Le Théâtre des Variétés, An VII (1799)
On aura peine à imaginer qu'au milieu des victoires de Ney, de Championnet et du général Bonaparte, on n'observait dans la capitale, sur nos boulevards et places publiques, aucun enthousiasme, aucun mouvement d'allégresse. S'il faut ajouter créance aux journaux contemporains, on passait froidement, avec indifférence, à côté des crieurs annonçant les grands succès de nos généraux ; on désirait la paix, la tranquillité, l'abondance ; l'agiotage avait gagné toutes les classes, la griserie de la mascarade anéantissait toutes idées nobles.
Les Ecrouelleux, les Inconcevables, les Merveilleux, le menton caché dans leurs cravates démesurées, maudissaient le gouvernement des Directeurs, méconnaissaient les mérites de nos soldats, disant d'un air affadi : Pa'ole victimée, cela ne peut pas du'er ! – Les fêtes même données par le Directoire, pour rendre honneur à la vaillance de nos braves, manquaient à la fois de dignité et de véritable grandeur ; le mauvais goût s'y montrait flagrant et le comédisme de ces cérémonies n'en excluait pas le ridicule.
Lorsque Junot vint apporter au gouvernement les drapeaux conquis à la bataille de la Favorite, il y fut reçu, de même que Murat, en grand apparat ; mais l'aide de camp Lavallette, dans une lettre à un ami intime, relate avec quelle pompe on procédait d'ordinaire aux petites réceptions moins extérieures.
« J'ai vu, écrivait-il, dans les appartements du petit Luxembourg, nos cinq rois, vêtus du manteau de François Ier, chamarrés de dentelles et coiffés du chapeau à la Henri IV. La figure de La Revellière-Lépeaux semblait un bouchon fixé sur deux épingles.
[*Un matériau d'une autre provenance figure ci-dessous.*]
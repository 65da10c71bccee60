//! The real libc clocks behind the shim

use std::ffi::{c_char, c_int, c_void};
use std::sync::atomic::{AtomicBool, Ordering};
use std::sync::OnceLock;

use timewarp_core::{ClockId, Timestamp, WarpError, WarpResult};
use timewarp_time::{last_source_error, RealTimeSource};

use crate::error::{set_errno, FAILURE};
use crate::types::{timestamp_from_timespec, timestamp_from_timeval};

pub type GettimeofdayFn = unsafe extern "C" fn(*mut libc::timeval, *mut c_void) -> c_int;
pub type ClockGettimeFn = unsafe extern "C" fn(libc::clockid_t, *mut libc::timespec) -> c_int;

/// Real implementations of the intercepted functions
#[derive(Clone, Copy, Debug, Default)]
pub struct RealFns {
    pub gettimeofday: Option<GettimeofdayFn>,
    pub clock_gettime: Option<ClockGettimeFn>,
}

static REAL: OnceLock<RealFns> = OnceLock::new();
static REPORTED: AtomicBool = AtomicBool::new(false);

/// Real functions of the process, resolved on first use
pub fn real_fns() -> &'static RealFns {
    if let Some(real) = REAL.get() {
        return real;
    }
    let real = REAL.get_or_init(RealFns::resolve);
    // Reported outside the initializer: a subscriber timestamping the event
    // re-enters this function through the clock hooks
    if !REPORTED.swap(true, Ordering::AcqRel) {
        for symbol in real.missing() {
            tracing::warn!(symbol, "real symbol not found");
        }
    }
    real
}

impl RealFns {
    /// Look up the next definitions after this library
    pub fn resolve() -> Self {
        // SAFETY: the symbols have exactly these C signatures in every libc
        // this shim targets; null results are kept as `None`.
        unsafe {
            RealFns {
                gettimeofday: next_symbol(b"gettimeofday\0")
                    .map(|p| std::mem::transmute::<*mut c_void, GettimeofdayFn>(p)),
                clock_gettime: next_symbol(b"clock_gettime\0")
                    .map(|p| std::mem::transmute::<*mut c_void, ClockGettimeFn>(p)),
            }
        }
    }

    /// Names of the functions that could not be resolved
    pub fn missing(&self) -> Vec<&'static str> {
        let mut names = Vec::new();
        if self.gettimeofday.is_none() {
            names.push("gettimeofday");
        }
        if self.clock_gettime.is_none() {
            names.push("clock_gettime");
        }
        names
    }

    /// Call the real `gettimeofday` unchanged
    pub unsafe fn gettimeofday(&self, tv: *mut libc::timeval, tz: *mut c_void) -> c_int {
        match self.gettimeofday {
            Some(f) => f(tv, tz),
            None => missing(),
        }
    }

    /// Call the real `clock_gettime` unchanged
    pub unsafe fn clock_gettime(&self, clk_id: libc::clockid_t, tp: *mut libc::timespec) -> c_int {
        match self.clock_gettime {
            Some(f) => f(clk_id, tp),
            None => missing(),
        }
    }
}

unsafe fn next_symbol(name: &[u8]) -> Option<*mut c_void> {
    let ptr = libc::dlsym(libc::RTLD_NEXT, name.as_ptr() as *const c_char);
    (!ptr.is_null()).then_some(ptr)
}

fn missing() -> c_int {
    set_errno(libc::ENOSYS);
    FAILURE
}

/// `RealTimeSource` over the resolved functions, carrying the caller's
/// timezone argument through to the real `gettimeofday`
pub struct PreloadSource<'a> {
    real: &'a RealFns,
    tz: *mut c_void,
}

impl<'a> PreloadSource<'a> {
    pub fn new(real: &'a RealFns) -> Self {
        Self::with_timezone(real, std::ptr::null_mut())
    }

    pub fn with_timezone(real: &'a RealFns, tz: *mut c_void) -> Self {
        PreloadSource { real, tz }
    }
}

impl RealTimeSource for PreloadSource<'_> {
    fn wall_clock(&self) -> WarpResult<Timestamp> {
        let f = self
            .real
            .gettimeofday
            .ok_or(WarpError::SymbolUnavailable("gettimeofday"))?;
        let mut tv = libc::timeval {
            tv_sec: 0,
            tv_usec: 0,
        };
        // SAFETY: `tv` is writable; `tz` is whatever the caller handed us.
        if unsafe { f(&mut tv, self.tz) } != 0 {
            return Err(last_source_error(ClockId::REALTIME));
        }
        Ok(timestamp_from_timeval(&tv))
    }

    fn clock(&self, id: ClockId) -> WarpResult<Timestamp> {
        let f = self
            .real
            .clock_gettime
            .ok_or(WarpError::SymbolUnavailable("clock_gettime"))?;
        let mut tp = libc::timespec {
            tv_sec: 0,
            tv_nsec: 0,
        };
        // SAFETY: `tp` is writable.
        if unsafe { f(id.0, &mut tp) } != 0 {
            return Err(last_source_error(id));
        }
        Ok(timestamp_from_timespec(&tp))
    }
}

#[cfg(test)]
mod tests {
    use super::*;
    use crate::error::errno;

    unsafe extern "C" fn broken_clock(_id: libc::clockid_t, _tp: *mut libc::timespec) -> c_int {
        set_errno(libc::EINVAL);
        -1
    }

    unsafe extern "C" fn fixed_clock(_id: libc::clockid_t, tp: *mut libc::timespec) -> c_int {
        (*tp).tv_sec = 9;
        (*tp).tv_nsec = 5;
        0
    }

    #[test]
    fn test_resolves_libc_clocks() {
        let real = RealFns::resolve();
        assert!(real.gettimeofday.is_some());
        assert!(real.clock_gettime.is_some());
        assert!(real.missing().is_empty());
        assert!(real_fns().missing().is_empty());

        let now = PreloadSource::new(&real).clock(ClockId::MONOTONIC).unwrap();
        assert!(now > Timestamp::ZERO);
    }

    #[test]
    fn test_missing_symbol() {
        let real = RealFns::default();
        assert_eq!(real.missing(), ["gettimeofday", "clock_gettime"]);
        let err = PreloadSource::new(&real).wall_clock().unwrap_err();
        assert_eq!(err, WarpError::SymbolUnavailable("gettimeofday"));

        set_errno(0);
        assert_eq!(unsafe { real.clock_gettime(libc::CLOCK_MONOTONIC, std::ptr::null_mut()) }, -1);
        assert_eq!(errno(), libc::ENOSYS);
    }

    #[test]
    fn test_source_failure_carries_errno() {
        let real = RealFns {
            gettimeofday: None,
            clock_gettime: Some(broken_clock),
        };
        let err = PreloadSource::new(&real).clock(ClockId::MONOTONIC).unwrap_err();
        assert_eq!(err.errno(), libc::EINVAL);
    }

    #[test]
    fn test_source_success() {
        let real = RealFns {
            gettimeofday: None,
            clock_gettime: Some(fixed_clock),
        };
        let t = PreloadSource::new(&real).clock(ClockId::MONOTONIC_RAW).unwrap();
        assert_eq!(t, Timestamp::new(9, 5));
    }
}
M. de Talleyrand, en pantalon de soie lie de vin, était assis sur un pliant aux pieds de Barras et présentait gravement à ses souverains un ambassadeur du Grand-Duc de Toscane, tandis que le général Bonaparte mangeait le dîner de son maître. A droite, sur une estrade, cinquante musiciens et chanteurs de l'Opéra, Lainé, Lays et les actrices, criant une cantate patriotique sur la musique de Méhul ; à gauche, sur une autre estrade, cieux cents femmes, belles de jeunesse, de fraîcheur et de nudité, s'extasiant sur le bonheur et la majesté de la République ; toutes portaient une tunique de mousseline et un pantalon de soie collant, à la façon des danseuses d'opéra ; la plupart avaient des bagues aux orteils. Le lendemain de cette belle fête, des milliers de familles étaient proscrites dans leurs chefs, quarante-huit départements étaient veufs de leurs représentants et trente journalistes allaient mourir à Sinnanary ou sur les bords de l'Ohio. »
En dehors des fêtes dédiées à la Victoire, le gouvernement des Directeurs avait,
selon l'usage antique, institué des fêtes publiques à dates fixes, en l'honneur de la République et de sa fondation ; d'autres étaient consacrées à la Patrie, à la Vertu, à la Jeunesse ; il y eut même la Fête des Epoux, singulier à-propos en ce temps où le divorce faisait rage et où l'on se serait gardé d'élever le plus petit édicule à la Fidélité et surtout à la Constance. Le Luxembourg, dont les cinq Directeurs avaient pris possession, était devenu, ainsi que le remarque un poète du temps, une véritable cour ; et, comme cette cour était très accessible aux femmes, grâce au voluptueux Barras, elles y avaient apporté les manières les plus douces. La galanterie avait fait disparaître peu à peu les austérités républicaines et les femmes reprenaient largement l'empire dont elles avaient été dépossédées pendant le
long règne de la Convention.
Les citoyennes de Staël, Hamelin, de Château-Regnault, Bonaparte et Tallien étaient les reines de Paris, et il n'était point de fêtes sans elles. La fille du comte de Cabarrus, l'ex-épouse de M. de Fontenay, la future femme du comte de Caraman-Chimay, la belle en Tallien, semblait surtout la souveraine incontestée du Directoire ; on avait pu attacher au bas de son costume romain cet écriteau satirique :
Respect aux propriétés nationales.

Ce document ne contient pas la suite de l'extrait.